Sometimes When A Law Is Passed We Don’t Immediately See The Consequences

In 1965 something major happened. Almost all of us missed its significance. We are now dealing with the consequences of the event.

John Hinderaker at Power Line posted an article today about LEGAL immigration and the turn it has taken since 1965.

The article includes the following chart:

ImmigrationChartThe staff of the Senate Subcommittee on Immigration explains the history and significance of this chart:

Each year, millions of visas are issued to temporary workers, foreign students, refugees, asylees, and permanent immigrants for admission into the United States. The lion’s share of these visas are for lesser-skilled and lower-paid workers and their dependents who, because they are here on work-authorized visas, are added directly to the same labor pool occupied by current unemployed jobseekers. Expressly because they are admitted into the U.S. on legal immigrant visas, most will be able to draw a wide range of taxpayer-funded benefits, and corporations will be allowed to directly substitute these workers for Americans. Improved border security would have no effect on the continued arrival of these new foreign workers, refugees, and permanent immigrants—because they are all invited here by the federal government.

The most significant of all immigration documents issued by the U.S. is, by far, the “green card.” When a foreign citizen is issued a green card it guarantees them the following benefits inside the United States: lifetime work authorization, access to federal welfare, access to Social Security and Medicare, the ability to obtain citizenship and voting privileges, and the immigration of their family members and elderly relatives.

Some of our politicians see this as a way to fund Social Security, but they fail to notice the extra load it puts on the Social Security and Medicare programs.
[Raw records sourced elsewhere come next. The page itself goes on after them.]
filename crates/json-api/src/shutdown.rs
//! Shutdown signal handling
//!
//! Stops the server gracefully on Ctrl+C or, on Unix, SIGTERM.

use std::io;

use salvo::server::ServerHandle;
use thiserror::Error;
use tokio::signal;

#[derive(Debug, Error)]
pub(crate) enum ShutdownSignalError {
    #[error("failed to install Ctrl+C handler: {0}")]
    CtrlC(#[source] io::Error),

    #[cfg(unix)]
    #[error("failed to install SIGTERM handler: {0}")]
    SigTerm(#[source] io::Error),

    #[cfg(windows)]
    #[error("failed to install Windows terminate handler: {0}")]
    Terminate(#[source] io::Error),
}

pub(crate) async fn listen(handle: ServerHandle) -> Result<(), ShutdownSignalError> {
    let ctrl_c = async {
        signal::ctrl_c().await.map_err(ShutdownSignalError::CtrlC)
    };

    #[cfg(unix)]
    let terminate = async {
        // Handle SIGTERM on Unix systems
        signal::unix::signal(signal::unix::SignalKind::terminate())
            .map_err(ShutdownSignalError::SigTerm)?
            .recv()
            .await;
        Ok::<(), ShutdownSignalError>(())
    };

    #[cfg(windows)]
    let terminate = async {
        signal::windows::ctrl_c()
            .map_err(ShutdownSignalError::Terminate)?
            .recv()
            .await;
        Ok::<(), ShutdownSignalError>(())
    };

    // Wait for either signal to be received
    tokio::select! {
        result = ctrl_c => {
            result?;
            tracing::info!("ctrl_c signal received");
        }
        result = terminate => {
            result?;
            tracing::info!("terminate signal received");
        }
    };

    handle.stop_graceful(None);
    Ok(())
}
//! Product Models

use jiff::Timestamp;
use rust_decimal::Decimal;

use crate::uuids::TypedUuid;

/// Product UUID
pub type ProductUuid = TypedUuid<Product>;

/// Product Model
#[derive(Debug, Clone)]
pub struct Product {
    pub uuid: ProductUuid,
    pub name: String,
    pub price: Decimal,
    pub created_at: Timestamp,
    pub updated_at: Timestamp,
}

/// New Product Model
#[derive(Debug, Clone, PartialEq)]
pub struct NewProduct {
    pub name: String,
    pub price: Decimal,
}

/// Product Update Model
///
/// Absent fields are left unchanged.
#[derive(Debug, Clone, PartialEq)]
pub struct ProductUpdate {
    pub name: Option<String>,
    pub price: Option<Decimal>,
}
//! Test helpers.

use std::{str::FromStr, sync::Arc};

use jiff::Timestamp;
use rust_decimal::Decimal;
use salvo::{affix_state::inject, prelude::*};
use storefront_app::{
    auth::{MockAuthService, models::UserUuid},
    context::AppContext,
    domain::{
        carts::{
            MockCartsService,
            models::{CartItemDetails, CartItemUuid, CartUuid, CartView},
        },
        products::{
            MockProductsService,
            models::{Product, ProductUuid},
        },
    },
};
use uuid::Uuid;

use crate::{extensions::*, state::State};

pub(crate) const TEST_USER_UUID: UserUuid = UserUuid::from_uuid(Uuid::nil());

#[salvo::handler]
pub(crate) async fn inject_user(
    req: &mut Request,
    depot: &mut Depot,
    res: &mut Response,
    ctrl: &mut FlowCtrl,
) {
    depot.insert_user_uuid(TEST_USER_UUID);
    depot.insert_is_admin(true);
    ctrl.call_next(req, depot, res).await;
}

fn strict_carts_mock() -> MockCartsService {
    let mut carts = MockCartsService::new();

    carts.expect_get_cart().never();
    carts.expect_add_item().never();
    carts.expect_remove_item().never();
    carts.expect_clear_cart().never();

    carts
}

fn strict_products_mock() -> MockProductsService {
    let mut products = MockProductsService::new();

    products.expect_list_products().never();
    products.expect_get_product().never();
    products.expect_create_product().never();
    products.expect_update_product().never();
    products.expect_delete_product().never();

    products
}

fn strict_auth_mock() -> MockAuthService {
    let mut auth = MockAuthService::new();

    auth.expect_authenticate_bearer().never();

    auth
}

pub(crate) fn state_with_carts(carts: MockCartsService) -> Arc<State> {
    Arc::new(State::new(AppContext {
        carts: Arc::new(carts),
        products: Arc::new(strict_products_mock()),
        auth: Arc::new(strict_auth_mock()),
    }))
}

pub(crate) fn state_with_products(products: MockProductsService) -> Arc<State> {
    Arc::new(State::new(AppContext {
        carts: Arc::new(strict_carts_mock()),
        products: Arc::new(products),
        auth: Arc::new(strict_auth_mock()),
    }))
}

pub(crate) fn state_with_auth(auth: MockAuthService) -> Arc<State> {
    Arc::new(State::new(AppContext {
        carts: Arc::new(strict_carts_mock()),
        products: Arc::new(strict_products_mock()),
        auth: Arc::new(auth),
    }))
}

pub(crate) fn carts_service(carts: MockCartsService, route: Router) -> Service {
    Service::new(
        Router::new()
            .hoop(inject(state_with_carts(carts)))
            .hoop(inject_user)
            .push(route),
    )
}

pub(crate) fn products_service(products: MockProductsService, route: Router) -> Service {
    Service::new(
        Router::new()
            .hoop(inject(state_with_products(products)))
            .hoop(inject_user)
            .push(route),
    )
}

pub(crate) fn make_product(name: &str, price: &str) -> Product {
    let now = Timestamp::now();

    Product {
        uuid: ProductUuid::new(),
        name: name.to_string(),
        price: Decimal::from_str(price).unwrap(),
        created_at: now,
        updated_at: now,
    }
}

pub(crate) fn make_cart_item_details(quantity: u32) -> CartItemDetails {
    let now = Timestamp::now();

    CartItemDetails {
        uuid: CartItemUuid::new(),
        product_uuid: ProductUuid::new(),
        product_name: "Teapot".to_string(),
        unit_price: Decimal::new(19_99, 2),
        quantity,
        created_at: now,
        updated_at: now,
    }
}

pub(crate) fn make_cart_view() -> CartView {
    let item = make_cart_item_details(2);
    let total = item.line_total();

    CartView {
        uuid: CartUuid::new(),
        items: vec![item],
        total,
        item_count: 1,
    }
}
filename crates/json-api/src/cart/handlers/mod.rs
pub(crate) mod add_item;
pub(crate) mod clear;
pub(crate) mod get;
pub(crate) mod remove_item;
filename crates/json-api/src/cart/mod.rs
//! Cart endpoints

pub(crate) mod errors;
mod handlers;

pub(crate) use handlers::*;
//! Income/expense totals and per-category breakdowns.

use sift_core::{Breakdown, Direction, FinancialSummary, ParsedStatement, Transaction, round2};
use tracing::{info, warn};

pub const NOT_A_STATEMENT: &str =
    "The uploaded document is not a valid bank statement. Please upload a bank statement PDF.";

/// Summarize a parsed statement, or report that it is not one.
pub fn calculate_financials(parsed: ParsedStatement) -> FinancialSummary {
    if !parsed.is_financial_statement {
        warn!(reason = ?parsed.message, "document is not a bank statement");
        return FinancialSummary::failure(NOT_A_STATEMENT);
    }
    aggregate(
        parsed.transactions,
        parsed.opening_balance,
        parsed.closing_balance,
    )
}

/// Totals over `transactions`.
///
/// Rows with an unknown direction or an unusable amount stay in the
/// transaction list but are left out of every total. When no closing
/// balance is known it is derived from the opening balance and net change;
/// balances that are still unknown report as zero.
pub fn aggregate(
    transactions: Vec<Transaction>,
    opening_balance: Option<f64>,
    closing_balance: Option<f64>,
) -> FinancialSummary {
    let mut income = 0.0;
    let mut expenses = 0.0;
    let mut category_breakdown = Breakdown::new();
    let mut income_breakdown = Breakdown::new();
    let mut skipped = 0usize;

    for (i, t) in transactions.iter().enumerate() {
        let Some(amount) = t.amount.filter(|a| a.is_finite()) else {
            warn!(position = i + 1, date = %t.date, "amount unresolved; excluded from totals");
            skipped += 1;
            continue;
        };
        let amount = amount.abs();
        match t.direction {
            Direction::Credit => {
                income += amount;
                income_breakdown.add(&t.category_or_default(), amount);
            }
            Direction::Debit => {
                expenses += amount;
                category_breakdown.add(&t.category_or_default(), amount);
            }
            Direction::Unknown => {
                warn!(position = i + 1, date = %t.date, "direction unknown; excluded from totals");
                skipped += 1;
            }
        }
    }

    let total_income = round2(income);
    let total_expenses = round2(expenses);
    let net_change = round2(total_income - total_expenses);

    let opening = opening_balance.filter(|b| b.is_finite()).map(round2);
    let closing = closing_balance
        .filter(|b| b.is_finite())
        .map(round2)
        .or_else(|| opening.map(|o| round2(o + net_change)));

    info!(
        transactions = transactions.len(),
        skipped,
        total_income,
        total_expenses,
        "calculated financials"
    );

    FinancialSummary {
        success: true,
        error: None,
        opening_balance: opening.unwrap_or(0.0),
        closing_balance: closing.unwrap_or(0.0),
        total_income,
        total_expenses,
        net_change,
        transaction_count: transactions.len(),
        transactions,
        category_breakdown: category_breakdown.rounded().sorted_descending(),
        income_breakdown: income_breakdown.rounded().sorted_descending(),
    }
}
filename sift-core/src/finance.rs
//! Statement and transaction types produced by the parser.

use chrono::NaiveDate;
use serde::{Deserialize, Serialize};

use crate::time::parse_statement_date;

/// Whether a transaction moved money into or out of the account.
#[derive(Debug, Clone, Copy, Default, Serialize, Deserialize, PartialEq, Eq, Hash)]
pub enum Direction {
    #[serde(rename = "credit")]
    Credit,
    #[serde(rename = "debit")]
    Debit,
    /// Not yet resolved, or genuinely ambiguous after resolution.
    #[serde(rename = "unknown")]
    #[default]
    Unknown,
}

impl Direction {
    /// Map a printed `Cr`/`Dr` marker (any case) to a direction.
    pub fn from_marker(marker: &str) -> Option<Self> {
        match marker.to_ascii_lowercase().as_str() {
            "cr" => Some(Direction::Credit),
            "dr" => Some(Direction::Debit),
            _ => None,
        }
    }

    pub fn is_known(&self) -> bool {
        !matches!(self, Direction::Unknown)
    }

    pub fn as_str(&self) -> &'static str {
        match self {
            Direction::Credit => "credit",
            Direction::Debit => "debit",
            Direction::Unknown => "unknown",
        }
    }

    /// Category used when no categorizer supplied one.
    pub fn default_category(&self) -> &'static str {
        match self {
            Direction::Credit => "income",
            _ => "other",
        }
    }
}

impl std::fmt::Display for Direction {
    fn fmt(&self, f: &mut std::fmt::Formatter<'_>) -> std::fmt::Result {
        f.write_str(self.as_str())
    }
}

/// One parsed statement row.
#[derive(Debug, Clone, Serialize, Deserialize, PartialEq)]
pub struct Transaction {
    /// Issuer's date text with separators normalized to `/`
    pub date: String,
    pub description: String,
    /// `None` while unresolved; never negative
    pub amount: Option<f64>,
    /// Balance printed on the row after the transaction posted
    pub running_balance: f64,
    pub direction: Direction,
    /// Filled only by categorization
    pub category: Option<String>,
}

impl Transaction {
    pub fn new(
        date: impl Into<String>,
        description: impl Into<String>,
        amount: Option<f64>,
        running_balance: f64,
        direction: Direction,
    ) -> Self {
        Self {
            date: date.into(),
            description: description.into(),
            amount,
            running_balance,
            direction,
            category: None,
        }
    }

    /// Direction and amount are both known.
    pub fn is_resolved(&self) -> bool {
        self.direction.is_known() && self.amount.is_some()
    }

    /// Amount signed by direction (credit positive). `None` unless resolved.
    pub fn signed_amount(&self) -> Option<f64> {
        let amount = self.amount?;
        match self.direction {
            Direction::Credit => Some(amount),
            Direction::Debit => Some(-amount),
            Direction::Unknown => None,
        }
    }

    /// Calendar date, if the date text is a well-formed day-first date.
    pub fn parsed_date(&self) -> Option<NaiveDate> {
        parse_statement_date(&self.date)
    }

    /// Lowercased category, or the direction's default.
    pub fn category_or_default(&self) -> String {
        match &self.category {
            Some(c) if !c.trim().is_empty() => c.trim().to_lowercase(),
            _ => self.direction.default_category().to_string(),
        }
    }
}

/// Figures a statement discloses about itself. Any of them may be missing.
#[derive(Debug, Clone, Copy, Default, Serialize, Deserialize, PartialEq)]
pub struct StatementSummary {
    pub opening_balance: Option<f64>,
    pub closing_balance: Option<f64>,
    pub total_debits: Option<f64>,
    pub total_credits: Option<f64>,
}

impl StatementSummary {
    pub fn is_empty(&self) -> bool {
        self.opening_balance.is_none()
            && self.closing_balance.is_none()
            && self.total_debits.is_none()
            && self.total_credits.is_none()
    }
}

/// Output of the parsing engine for one document.
#[derive(Debug, Clone, Serialize, Deserialize, PartialEq)]
pub struct ParsedStatement {
    pub is_financial_statement: bool,
    pub opening_balance: Option<f64>,
    /// Last running balance, else the printed closing balance
    pub closing_balance: Option<f64>,
    /// Closing balance as printed in the statement's summary block
    #[serde(default, skip_serializing_if = "Option::is_none")]
    pub statement_closing_balance: Option<f64>,
    pub total_debits: Option<f64>,
    pub total_credits: Option<f64>,
    pub transactions: Vec<Transaction>,
    /// Transactions left ambiguous, in document order
    #[serde(default, skip_serializing_if = "Vec::is_empty")]
    pub warnings: Vec<String>,
    /// Why the document was not judged a statement
    #[serde(default, skip_serializing_if = "Option::is_none")]
    pub message: Option<String>,
}

impl ParsedStatement {
    /// A document with no usable transactions.
    pub fn not_financial(message: impl Into<String>, summary: &StatementSummary) -> Self {
        Self {
            is_financial_statement: false,
            opening_balance: summary.opening_balance,
            closing_balance: summary.closing_balance,
            statement_closing_balance: summary.closing_balance,
            total_debits: summary.total_debits,
            total_credits: summary.total_credits,
            transactions: Vec::new(),
            warnings: Vec::new(),
            message: Some(message.into()),
        }
    }

    /// The figures the statement printed about itself.
    pub fn summary(&self) -> StatementSummary {
        StatementSummary {
            opening_balance: self.opening_balance,
            closing_balance: self.statement_closing_balance,
            total_debits: self.total_debits,
            total_credits: self.total_credits,
        }
    }

    /// Transactions whose direction or amount could not be resolved.
    pub fn unresolved(&self) -> impl Iterator<Item = &Transaction> {
        self.transactions.iter().filter(|t| !t.is_resolved())
    }
}
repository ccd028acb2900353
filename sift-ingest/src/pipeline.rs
//! End-to-end parse of one statement's text.

use sift_core::{ParsedStatement, StatementSummary};
use tracing::{info, warn};

use crate::resolve::{Resolved, resolve};
use crate::segment::segment;
use crate::summary::extract_summary;

/// Parse extracted statement text into a [`ParsedStatement`].
///
/// Never fails: text with no recognizable transactions comes back with
/// `is_financial_statement = false` and a message saying why.
pub fn parse_statement(text: &str) -> ParsedStatement {
    if text.trim().is_empty() {
        warn!("empty statement text");
        return ParsedStatement::not_financial("no text extracted", &StatementSummary::default());
    }

    let summary = extract_summary(text);
    let rows = segment(text);
    if rows.is_empty() {
        warn!("no transaction lines found");
        return ParsedStatement::not_financial("no transaction lines found", &summary);
    }

    let Resolved {
        transactions,
        warnings,
    } = resolve(rows, summary.opening_balance);

    // The last printed running balance is closer to the truth than a
    // summary block that may belong to another period on the page.
    let closing_balance = transactions
        .last()
        .map(|t| t.running_balance)
        .or(summary.closing_balance);

    info!(
        transactions = transactions.len(),
        ambiguous = warnings.len(),
        opening = ?summary.opening_balance,
        closing = ?closing_balance,
        "parsed statement"
    );

    ParsedStatement {
        is_financial_statement: true,
        opening_balance: summary.opening_balance,
        closing_balance,
        statement_closing_balance: summary.closing_balance,
        total_debits: summary.total_debits,
        total_credits: summary.total_credits,
        transactions,
        warnings,
        message: None,
    }
}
The changes made in 1965 have not been good for the American economy. The 1965 immigration legislation for which Ted Kennedy was largely responsible has created problems for American workers:

Legislation enacted in 1965, among other factors, substantially increased low-skilled immigration. Since 1970, the foreign-born population in the United States has increased more than four-fold—to a record 42.1 million today. The foreign-born share of the population has risen from fewer than 1 in 21 in 1970, to presently approaching 1 in 7.

As the supply of available labor has increased, so too has downward pressure on wages. Georgetown and Hebrew University economics professor Eric Gould has observed that “the last four decades have witnessed a dramatic change in the wage and employment structure in the United States… The overall evidence suggests that the manufacturing and immigration trends have hollowed-out the overall demand for middle-skilled workers in all sectors, while increasing the supply of workers in lower skilled jobs. Both phenomena are producing downward pressure on the relative wages of workers at the low end of the income distribution.”

We need sensible immigration policies that will bring people to America who want to be here, who want to assimilate, and who want to work. Our current immigration policies do not do that. Again, I would like to point out that I am talking about legal immigration. Illegal immigration is a separate problem for many additional reasons–national security being one of the major ones.